Adopting a condensed format that allows for more and shorter presentations to a wider audience, the 19th annual Texas A&M College of Architecture Research Symposium, “Natural, Built, Virtual,” is set for Oct. 23 in the Langford Architecture Center’s Preston Geren Auditorium. This year’s daylong session will showcase research and creative work by college faculty and doctoral students.

“We’re blowing away symposium traditions of the past,” said Dawn Jourdan, the college’s executive associate dean and chief orchestrator of the event.

Beginning with an 8 a.m. continental breakfast and registration in the Langford B Exhibit Hall, the symposium will feature research relevant to natural, built and virtual environments in a series of terse, five-minute presentations abbreviated from talks previously delivered at scholarly venues around the world.

“Our faculty rarely get an opportunity to share their work with their colleagues,” Jourdan said.

More than 50 presentations will cover broad-ranging topics such as sustainability, resilience, heritage, management, pedagogy, and more. The event is open to the public without a fee, but registration, available online, is required due to limited seating.
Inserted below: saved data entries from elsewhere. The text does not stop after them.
// src/session.rs
//! The interactive loop.
//!
//! ```text
//! AwaitingState --known state--> AwaitingSelection --"back"--> AwaitingState
//!       |                          |   ^
//!       |                          +---+ number in range: show nearby places
//!       +------ "exit" ------------+------> Terminated
//! ```
//!
//! The sites fetched when a state is entered are held for the whole of
//! `AwaitingSelection`; picking a number never re-scrapes the state.
use std::io::{self, BufRead, Write};

use url::Url;

use crate::{
    config::AppOptions,
    core::{net::Fetch, sanitize::{normalize_input, parse_menu_number}},
    data::{Site, StateDirectory, StateEntry},
    error::{Error, InputError},
    places::PlacesQuery,
    progress::Progress,
    scrape,
};

const RULE: &str = "--------------------------------------------";
const STATE_PROMPT: &str = r#"Enter a state name (e.g. Michigan, michigan) or "exit": "#;
const SELECTION_PROMPT: &str = r#"Choose the number for detail search or "exit" or "back": "#;

/// Sites of the state currently on screen, in listing order.
#[derive(Clone, Debug, PartialEq, Eq)]
pub struct Selection {
    pub state: String,
    pub sites: Vec<Site>,
}

#[derive(Clone, Debug, PartialEq, Eq)]
pub enum Phase {
    AwaitingState,
    AwaitingSelection(Selection),
    Terminated,
}

pub struct Session<'a> {
    fetch: &'a dyn Fetch,
    base: Url,
    directory: StateDirectory,
    places: PlacesQuery,
    phase: Phase,
}

impl<'a> Session<'a> {
    pub fn new(fetch: &'a dyn Fetch, options: &AppOptions, directory: StateDirectory) -> Self {
        Self {
            fetch,
            base: options.site.base_url.clone(),
            directory,
            places: PlacesQuery::new(options.places.clone()),
            phase: Phase::AwaitingState,
        }
    }

    pub fn phase(&self) -> &Phase {
        &self.phase
    }

    pub fn is_terminated(&self) -> bool {
        self.phase == Phase::Terminated
    }

    pub fn prompt(&self) -> &'static str {
        match self.phase {
            Phase::AwaitingSelection(_) => SELECTION_PROMPT,
            _ => STATE_PROMPT,
        }
    }

    /// Handle one line of input. Only terminal I/O errors escape; everything
    /// else is reported on `out` and the session stays usable.
    pub fn handle(&mut self, line: &str, out: &mut dyn Write) -> io::Result<()> {
        let input = normalize_input(line);
        let phase = std::mem::replace(&mut self.phase, Phase::Terminated);
        self.phase = match phase {
            Phase::AwaitingState => self.on_state_input(&input, out)?,
            Phase::AwaitingSelection(sel) => self.on_selection_input(sel, &input, out)?,
            Phase::Terminated => Phase::Terminated,
        };
        Ok(())
    }

    /// Input closed: leave like "exit" does.
    pub fn end_of_input(&mut self, out: &mut dyn Write) -> io::Result<()> {
        if !self.is_terminated() {
            logf!("input closed");
            self.phase = goodbye(out)?;
        }
        Ok(())
    }

    fn lookup_state(&self, input: &str) -> Result<StateEntry, InputError> {
        self.directory
            .lookup(input)
            .cloned()
            .ok_or_else(|| InputError::UnknownState(s!(input)))
    }

    fn on_state_input(&self, input: &str, out: &mut dyn Write) -> io::Result<Phase> {
        let entry = match self.lookup_state(input) {
            Ok(entry) => entry,
            Err(_) if is_word(input, "exit") => return goodbye(out),
            Err(e) => {
                report(out, &Error::from(e))?;
                return Ok(Phase::AwaitingState);
            }
        };

        logf!("loading sites for {}", entry.name);
        let (loaded, broken) = {
            let mut progress = TerminalProgress::new(&mut *out);
            let loaded =
                scrape::collect_state_sites(self.fetch, &self.base, &entry.url, Some(&mut progress));
            (loaded, progress.take_error())
        };
        if let Some(e) = broken {
            return Err(e);
        }

        let sites = match loaded {
            Ok(sites) => sites,
            Err(e) => {
                report(out, &e)?;
                return Ok(Phase::AwaitingState);
            }
        };

        if sites.is_empty() {
            writeln!(out, "\nNo national sites listed for {}", entry.name)?;
            return Ok(Phase::AwaitingState);
        }

        writeln!(out, "\n{RULE}")?;
        writeln!(out, "List of national sites in {}", entry.name)?;
        writeln!(out, "{RULE}")?;
        for (i, site) in sites.iter().enumerate() {
            writeln!(out, "[{}] {}", i + 1, site.info())?;
        }
        writeln!(out, "{RULE}")?;

        Ok(Phase::AwaitingSelection(Selection { state: entry.name, sites }))
    }

    fn on_selection_input(
        &self,
        sel: Selection,
        input: &str,
        out: &mut dyn Write,
    ) -> io::Result<Phase> {
        if is_word(input, "exit") {
            return goodbye(out);
        }
        if is_word(input, "back") {
            logd!("leaving {}", sel.state);
            return Ok(Phase::AwaitingState);
        }

        let index = match parse_selection(input, sel.sites.len()) {
            Ok(i) => i,
            Err(e) => {
                report(out, &Error::from(e))?;
                return Ok(Phase::AwaitingSelection(sel));
            }
        };

        let site = &sel.sites[index];
        writeln!(out, "\nFetching")?;
        match self.places.find_nearby(self.fetch, &site.postal_code) {
            Ok(places) => {
                writeln!(out, "{RULE}")?;
                writeln!(out, "Places near {}", site.name)?;
                writeln!(out, "{RULE}")?;
                for place in &places {
                    writeln!(out, "{place}")?;
                }
                writeln!(out, "{RULE}")?;
            }
            Err(e) => report(out, &e)?,
        }

        Ok(Phase::AwaitingSelection(sel))
    }
}

/// Map a 1-based menu number onto an index into a list of `len` sites.
pub fn parse_selection(input: &str, len: usize) -> Result<usize, InputError> {
    match parse_menu_number(input) {
        Some(n) if (1..=len).contains(&n) => Ok(n - 1),
        _ => Err(InputError::InvalidSelection { input: s!(input), len }),
    }
}

/// Drive `session` over line input until it terminates or input runs out.
pub fn run<R: BufRead, W: Write>(session: &mut Session<'_>, mut input: R, mut out: W) -> io::Result<()> {
    while !session.is_terminated() {
        write!(out, "\n{}", session.prompt())?;
        out.flush()?;

        let mut buf = Vec::new();
        if input.read_until(b'\n', &mut buf)? == 0 {
            session.end_of_input(&mut out)?;
            break;
        }
        match String::from_utf8(buf) {
            Ok(line) => session.handle(&line, &mut out)?,
            // undecodable bytes are bad input, not a broken terminal
            Err(_) => report(&mut out, &Error::from(InputError::NotText))?,
        }
    }
    out.flush()
}

fn is_word(input: &str, word: &str) -> bool {
    input.eq_ignore_ascii_case(word)
}

fn goodbye(out: &mut dyn Write) -> io::Result<Phase> {
    writeln!(out, "\nGoodbye!")?;
    Ok(Phase::Terminated)
}

fn report(out: &mut dyn Write, err: &Error) -> io::Result<()> {
    match err {
        Error::Input(e) => logd!("input rejected: {e:?}"),
        other => loge!("{other}"),
    }
    writeln!(out, "\n[Error] {err}")
}

/// Prints a "Fetching" line per site page while a state loads.
/// `Progress` cannot fail, so the first write error is held until the
/// caller collects it with `take_error`; later writes are skipped.
struct TerminalProgress<'w> {
    out: &'w mut dyn Write,
    total: usize,
    error: Option<io::Error>,
}

impl<'w> TerminalProgress<'w> {
    fn new(out: &'w mut dyn Write) -> Self {
        Self { out, total: 0, error: None }
    }

    fn take_error(&mut self) -> Option<io::Error> {
        self.error.take()
    }

    fn attempt(&mut self, write: impl FnOnce(&mut dyn Write) -> io::Result<()>) {
        if self.error.is_none() {
            if let Err(e) = write(&mut *self.out) {
                self.error = Some(e);
            }
        }
    }
}

impl Progress for TerminalProgress<'_> {
    fn begin(&mut self, total: usize) {
        self.total = total;
    }

    fn log(&mut self, msg: &str) {
        self.attempt(|out| writeln!(out, "{msg}"));
    }

    fn item_done(&mut self, index: usize) {
        let line = format!("Fetching [{}/{}]", index + 1, self.total);
        self.log(&line);
    }

    fn finish(&mut self) {
        self.attempt(|out| out.flush());
    }
}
Breakfast, lunch and refreshments will be served to all symposium registrants, and college classes will be suspended for students to attend.

Michael Jakob, professor of landscape architecture history and theory at Hepia – Geneva University of Applied Sciences, will set a tone for the gathering with an 8:30 a.m keynote address, “Switzerland, the Idea of Nature, and Landscape Architecture,” in Geren Auditorium.

Complementing the keynote address, the College of Architecture’s Wright Gallery is hosting an exhibit Jakob curated on the historic role of Swiss landscape architects. The exhibit, which runs Oct. 23 – Dec. 1, will be open during the symposium on the second floor of the Langford A building.

This year, symposium presentations will be arranged in multidisciplinary sessions of four speakers, with each taking five minutes to describe their work. The sessions will be followed by 10-minute question and answer periods. The expedited presentations, all in the Geren Auditorium, contrast with previous years, which included a series of 20-minute presentations delivered back-to-back in several concurrent sessions, each under a specific topic.

“Instead of groups of like-minded scholars and audiences, we’re going to have a multidisciplinary dialogue on a wide range of topics running all day,” Jourdan said. “In a session with construction science, planning, architecture and visualization topics, audience members might hear about something they didn’t know existed.”

The symposium, said Jourdan, provides an opportunity for faculty to hear intriguing ideas outside their specialty and promises to evoke new, innovative research collaborations.

For students, the presentations illuminate the depth and breadth of research underway throughout the college.

“They can learn a little more about what makes us tick and perhaps become interested in participating in these projects as graduate students,” Jourdan said.

Also, for the first time at this year’s symposium, Ph.D. students who have presented at other peer-reviewed events are invited to share their research and creative work.

Established to underscore the influence of research on teaching and practice, the symposium serves as a catalyst for research-informed teaching in the college’s degree programs. And, because many of the presentations were originally delivered at scholarly venues abroad, the event also showcases the global influence of research conducted by college faculty.

This story published originally on ArchOne.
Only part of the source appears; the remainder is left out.